5. COPY OF ANNUAL RETURN:

As per the amended Section 92 (3) of the Companies Act, 2013, copy of the extract of Annual Return for the year ended March 31,2019 is placed on the website of the Company i.e. https://www.roxyexports.in/annual-reports.htmlin the prescribed form MGT-9, which forms part of this report.

6. NUMBER OF MEETINGS OF THE BOARD OF DIRECTORS:

Regular meetings of the Board of Directors and its Committees are held to discuss and decide on various business policies, strategies, etc.

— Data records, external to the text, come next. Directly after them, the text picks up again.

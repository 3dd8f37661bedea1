//! The `quizmaster run` command.

use std::path::{Path, PathBuf};

use anyhow::Result;

use quizmaster_console::StdConsole;
use quizmaster_core::model::{AnswerRecord, AttemptId, ParticipantId, QuestionBank, QuizDefinitionId};
use quizmaster_core::parser;
use quizmaster_core::registry::{CompetitionRegistry, Registration};
use quizmaster_core::report::CompetitionReport;
use quizmaster_core::statistics::compute_competition_stats;
use quizmaster_core::traits::{Console, SessionObserver};
use quizmaster_report::{
    render_question_difficulty, render_scoreboard, render_standings, render_transcript,
};

use crate::config::load_config_from;

/// Session progress on stderr, so it stays out of the participant dialogue.
struct ConsoleReporter;

impl SessionObserver for ConsoleReporter {
    fn on_session_start(&self, quiz_id: QuizDefinitionId, participants: usize, num_questions: usize) {
        eprintln!(
            "Starting quiz {quiz_id}: {participants} participant(s) x {num_questions} question(s)"
        );
    }

    fn on_participant_start(&self, name: &str, participant_id: ParticipantId, attempt_id: AttemptId) {
        eprintln!("  Starting: {name} (ID {participant_id}, attempt {attempt_id})");
    }

    fn on_answer_recorded(&self, _name: &str, _record: &AnswerRecord) {}

    fn on_participant_complete(
        &self,
        name: &str,
        _participant_id: ParticipantId,
        score: u32,
        questions_asked: usize,
    ) {
        eprintln!("  Done: {name} scored {score}/{questions_asked}");
    }
}

pub fn execute(
    bank_path: Option<PathBuf>,
    questions: Option<usize>,
    output: Option<PathBuf>,
    config_path: Option<PathBuf>,
) -> Result<()> {
    let config = load_config_from(config_path.as_deref())?;
    let bank_path = bank_path.unwrap_or_else(|| config.default_bank.clone());
    let questions = questions.unwrap_or(config.questions_per_session);
    let output = output.unwrap_or_else(|| config.output_dir.clone());
    anyhow::ensure!(questions >= 1, "--questions must be at least 1");

    let bank = parser::parse_bank(&bank_path)?;
    tracing::info!(bank_id = %bank.id, questions = bank.len(), "question bank loaded");
    for warning in parser::validate_bank(&bank) {
        eprintln!("Warning: {}", warning.message);
    }

    let mut registry = CompetitionRegistry::new(&bank)?;
    let mut console = StdConsole::new();

    register_participants(&mut registry, &mut console)?;
    if registry.is_empty() {
        println!("No participants registered, nothing to do.");
        return Ok(());
    }

    let results = registry.administer_session(questions, &mut console, &ConsoleReporter)?;
    println!("\nSession results:\n{}", render_scoreboard(&results));

    menu_loop(&bank, &mut registry, questions, &output, &mut console)
}

fn register_participants(
    registry: &mut CompetitionRegistry,
    console: &mut StdConsole,
) -> Result<()> {
    let count = console.prompt_int("Enter the number of participants:")?.max(0);

    for i in 1..=count {
        let name = loop {
            let name = console.prompt_text(&format!("Enter the name of participant {i}:"))?;
            if name.trim().is_empty() {
                console.announce("Name must not be blank.");
            } else {
                break name;
            }
        };
        let age = prompt_optional_age(console)?;
        let gender = prompt_optional_text(console, "Gender (blank to skip):")?;
        let class_level = prompt_optional_text(console, "Class (blank to skip):")?;

        match registry.register(&name, age, gender, class_level)? {
            Registration::New(id) => {
                console.announce(&format!("Participant {} added with ID: {id}", name.trim()));
            }
            Registration::Existing(id) => {
                console.announce(&format!(
                    "{} is already registered with ID: {id}; keeping the existing record.",
                    name.trim()
                ));
            }
        }
    }

    Ok(())
}

fn prompt_optional_text(console: &mut StdConsole, message: &str) -> Result<Option<String>> {
    let line = console.prompt_text(message)?;
    let trimmed = line.trim();
    Ok((!trimmed.is_empty()).then(|| trimmed.to_string()))
}

fn prompt_optional_age(console: &mut StdConsole) -> Result<Option<u32>> {
    loop {
        let line = console.prompt_text("Age (blank to skip):")?;
        let trimmed = line.trim();
        if trimmed.is_empty() {
            return Ok(None);
        }
        match trimmed.parse::<u32>() {
            Ok(age) => return Ok(Some(age)),
            Err(_) => console.announce("Please enter a whole number or leave blank."),
        }
    }
}

fn menu_loop(
    bank: &QuestionBank,
    registry: &mut CompetitionRegistry,
    questions: usize,
    output: &Path,
    console: &mut StdConsole,
) -> Result<()> {
    loop {
        let choice = console.prompt_text(
            "\nChoose an action - [r]esults, [f]ind, [d]elete, [a]nother session, [s]ave report, [q]uit:",
        )?;
        match choice.trim().to_lowercase().as_str() {
            "r" | "results" => show_results(registry),
            "f" | "find" => find_participant(registry, console)?,
            "d" | "delete" => delete_participant(registry, console)?,
            "a" | "again" | "another" => {
                let results = registry.administer_session(questions, console, &ConsoleReporter)?;
                println!("\nSession results:\n{}", render_scoreboard(&results));
            }
            "s" | "save" => save_report(bank, registry, output)?,
            "q" | "quit" => {
                println!("Exiting.");
                break;
            }
            _ => console.announce("Invalid choice. Please pick r, f, d, a, s, or q."),
        }
    }
    Ok(())
}

fn show_results(registry: &CompetitionRegistry) {
    let summaries: Vec<_> = registry.all_results().collect();
    if summaries.is_empty() {
        println!("No participants registered.");
        return;
    }

    let stats = compute_competition_stats(&summaries);
    println!("\nStandings:\n{}", render_standings(&stats));
    println!("\nQuestion difficulty:\n{}", render_question_difficulty(&stats));

    println!("\nQuiz results:");
    for summary in &summaries {
        println!("----------------------------");
        print!("{}", render_transcript(summary));
    }
    println!("----------------------------");
}

fn find_participant(registry: &CompetitionRegistry, console: &mut StdConsole) -> Result<()> {
    let mode = console.prompt_text("Search by ID or name? (id/name):")?;
    match mode.trim().to_lowercase().as_str() {
        "id" => {
            let raw = console.prompt_int("Enter the participant ID:")?;
            let found = u32::try_from(raw)
                .ok()
                .and_then(|id| registry.lookup_by_id(id).ok());
            match found {
                Some(record) => print!("{}", render_transcript(&record.render_summary())),
                None => console.announce(&format!("No data found for participant ID: {raw}")),
            }
        }
        "name" => {
            let name = console.prompt_text("Enter the participant name:")?;
            match registry.lookup_by_name(&name) {
                Ok(record) => print!("{}", render_transcript(&record.render_summary())),
                Err(_) => console.announce(&format!(
                    "No data found for participant name: {}",
                    name.trim()
                )),
            }
        }
        _ => console.announce("Please answer 'id' or 'name'."),
    }
    Ok(())
}

fn delete_participant(registry: &mut CompetitionRegistry, console: &mut StdConsole) -> Result<()> {
    let mode = console.prompt_text("Remove by ID or name? (id/name):")?;
    match mode.trim().to_lowercase().as_str() {
        "id" => {
            let raw = console.prompt_int("Enter the participant ID:")?;
            let removed = u32::try_from(raw)
                .ok()
                .and_then(|id| registry.remove_by_id(id).ok());
            match removed {
                Some(record) => console.announce(&format!(
                    "Removed {} (ID: {}).",
                    record.name(),
                    record.participant_id()
                )),
                None => console.announce(&format!("No data found for participant ID: {raw}")),
            }
        }
        "name" => {
            let name = console.prompt_text("Enter the participant name:")?;
            match registry.remove_by_name(&name) {
                Ok(record) => console.announce(&format!(
                    "Removed {} (ID: {}).",
                    record.name(),
                    record.participant_id()
                )),
                Err(_) => console.announce(&format!(
                    "No data found for participant name: {}",
                    name.trim()
                )),
            }
        }
        _ => console.announce("Please answer 'id' or 'name'."),
    }
    Ok(())
}

fn save_report(bank: &QuestionBank, registry: &CompetitionRegistry, output: &Path) -> Result<()> {
    std::fs::create_dir_all(output)?;
    let timestamp = chrono::Utc::now().format("%Y-%m-%dT%H%M%S");
    let path = output.join(format!("report-{timestamp}.json"));

    let report = CompetitionReport::from_registry(bank, registry);
    report.save_json(&path)?;
    println!("Report saved to: {}", path.display());
    Ok(())
}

During the year under review, 5 (five) Meetings of the Board of Directors were convened and held on May 28, 2018; August 10, 2018; October 17, 2018; November 14, 2018 and February 14, 2019. The intervening gap between the two consecutive meetings of the board is within the period prescribed under the Companies Act, 2013. The details of meetings of the Board of Directors and various Committees of the Board are given in the Corporate Governance Report which forms part of this Report.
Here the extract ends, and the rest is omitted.